CC: A legalização do consumo será o próximo passo?
CM: Se o artigo 28 da Lei de Drogas for considerado inconstitucional, a arbitrariedade policial deve reduzir porque a polícia tem dificuldade em compreender a vida em democracia. É o começo de uma regulamentação. Depois de definir a quantidade, devemos discutir a autorização para o auto cultivo da maconha e a criação de cooperativas e clubes sociais, como acontece em outros países, como na Espanha. Lá, usuários se reúnem nesses clubes, onde podem ter acesso à cannabis com regulação responsável, redução de danos, prevenção e indicação de tratamento em casos necessários.

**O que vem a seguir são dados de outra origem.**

/// Drop reviews and saved-list entries that point at removed ideas.
fn detach_ideas(state: &mut Collections, removed: &HashSet<IdeaId>) {
    state
        .reviews
        .retain(|r| !removed.contains(&r.content.idea_id));
    for user in &mut state.users {
        user.stats.saved_ideas.retain(|i| !removed.contains(i));
        user.stats.purchased.retain(|i| !removed.contains(i));
    }
}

CC: O Brasil está na contramão do resto do mundo?
CM: A gente vive uma onda conservadora que chegou à política de drogas. O mundo inteiro discute o assunto. A ONU vai organizar a Ungass [sigla em inglês para Sessão Especial da Assembleia Geral] em 2016 para tratar exclusivamente do problema mundial das drogas. Será a primeira oportunidade desde 1961 para redirecionar essa política. Na América Latina, altas lideranças clamam um debate para novas alternativas de abordagem. Além do Uruguai, que aprovou a regulação de cannabis, o presidente da Guatemala [Otto Pérez Molina] fez um chamado para a discussão no continente, o do México [Enrique Peña Nieto] vem discursando na mesma linha. A Jamaica tem exibido novas iniciativas ao aprovar a regulamentação e descriminalização. Nos Estados Unidos, cinco estados regulamentaram a cannabis para uso recreativo e 25 liberaram a versão medicinal. Outros cinco plebiscitos estão marcados para o ano que vem para decidir o tema. Quase nenhum país na Europa criminaliza o uso e vários admitem clubes sociais.
CC: Como o Brasil deve conduzir o debate?
CM: Em nosso País, convivemos com drogas mais perigosas consumidas livremente, como o álcool. A grande dificuldade se deve ao conservadorismo social, mas a mudança dessa política de drogas é uma discussão necessária porque poucos ganham. Todo o resto está sofrendo, menos o tráfico.